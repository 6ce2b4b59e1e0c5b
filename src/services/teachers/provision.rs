use actix_web::{HttpRequest, HttpResponse, Result as ActixResult};

use crate::models::{
    ApiResponse, ErrorCode,
    teachers::{requests::ProvisionTeacherRequest, responses::TeacherWithAccount},
    users::requests::NewAccount,
};
use crate::utils::password::hash_password;
use crate::utils::validate::{validate_email, validate_password_simple, validate_username};

use super::TeacherService;

/// 管理员开通教师账号。账号、教师资料、教师档案在存储层
/// 同一事务内建立，任一步失败则全部回滚。
pub async fn handle_provision_teacher(
    service: &TeacherService,
    provision_request: ProvisionTeacherRequest,
    request: &HttpRequest,
) -> ActixResult<HttpResponse> {
    let storage = service.get_storage(request);

    // 1. 参数校验
    if let Err(msg) = validate_username(&provision_request.username) {
        return Ok(HttpResponse::BadRequest()
            .json(ApiResponse::error_empty(ErrorCode::UserNameInvalid, msg)));
    }
    if let Err(msg) = validate_email(&provision_request.email) {
        return Ok(HttpResponse::BadRequest()
            .json(ApiResponse::error_empty(ErrorCode::UserEmailInvalid, msg)));
    }
    if let Err(msg) = validate_password_simple(&provision_request.password) {
        return Ok(HttpResponse::BadRequest().json(ApiResponse::error_empty(
            ErrorCode::PasswordPolicyViolation,
            msg,
        )));
    }
    if provision_request.teacher_id.trim().is_empty() {
        return Ok(HttpResponse::BadRequest().json(ApiResponse::error_empty(
            ErrorCode::BadRequest,
            "teacher_id is required",
        )));
    }

    // 2. 冲突检查：用户名、邮箱、教师工号
    match storage
        .get_account_by_username(&provision_request.username)
        .await
    {
        Ok(Some(_)) => {
            return Ok(HttpResponse::Conflict().json(ApiResponse::error_empty(
                ErrorCode::UserNameAlreadyExists,
                "Username already exists",
            )));
        }
        Ok(None) => {}
        Err(e) => {
            return Ok(
                HttpResponse::InternalServerError().json(ApiResponse::error_empty(
                    ErrorCode::TeacherProvisionFailed,
                    format!("Provisioning failed: {e}"),
                )),
            );
        }
    }
    match storage.get_account_by_email(&provision_request.email).await {
        Ok(Some(_)) => {
            return Ok(HttpResponse::Conflict().json(ApiResponse::error_empty(
                ErrorCode::UserEmailAlreadyExists,
                "Email already exists",
            )));
        }
        Ok(None) => {}
        Err(e) => {
            return Ok(
                HttpResponse::InternalServerError().json(ApiResponse::error_empty(
                    ErrorCode::TeacherProvisionFailed,
                    format!("Provisioning failed: {e}"),
                )),
            );
        }
    }
    match storage
        .get_teacher_by_teacher_id(&provision_request.teacher_id)
        .await
    {
        Ok(Some(_)) => {
            return Ok(HttpResponse::Conflict().json(ApiResponse::error_empty(
                ErrorCode::TeacherIdAlreadyExists,
                "Teacher ID already exists",
            )));
        }
        Ok(None) => {}
        Err(e) => {
            return Ok(
                HttpResponse::InternalServerError().json(ApiResponse::error_empty(
                    ErrorCode::TeacherProvisionFailed,
                    format!("Provisioning failed: {e}"),
                )),
            );
        }
    }

    // 3. 哈希密码
    let password_hash = match hash_password(&provision_request.password) {
        Ok(hash) => hash,
        Err(e) => {
            tracing::error!("Password hashing failed: {}", e);
            return Ok(
                HttpResponse::InternalServerError().json(ApiResponse::error_empty(
                    ErrorCode::TeacherProvisionFailed,
                    "Provisioning failed",
                )),
            );
        }
    };

    // 4. 事务内建立账号、资料与档案
    let account = NewAccount {
        username: provision_request.username,
        email: provision_request.email,
        password_hash,
        display_name: provision_request.display_name,
        is_staff: false,
    };

    match storage
        .provision_teacher(
            account,
            provision_request.teacher_id,
            provision_request.department,
            provision_request.bio,
        )
        .await
    {
        Ok((account, teacher)) => {
            tracing::info!("Teacher account {} provisioned", account.username);
            let response = TeacherWithAccount::from_parts(teacher, &account);
            Ok(HttpResponse::Ok().json(ApiResponse::success(response, "Teacher provisioned")))
        }
        Err(e) => {
            tracing::error!("Teacher provisioning failed: {}", e);
            Ok(
                HttpResponse::InternalServerError().json(ApiResponse::error_empty(
                    ErrorCode::TeacherProvisionFailed,
                    format!("Provisioning failed: {e}"),
                )),
            )
        }
    }
}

···

## WORK ITEM
A single number is expected: the count of lines in the preceding entries that contain "NewAccount".

## SOLUTION TO THE EXERCISE
2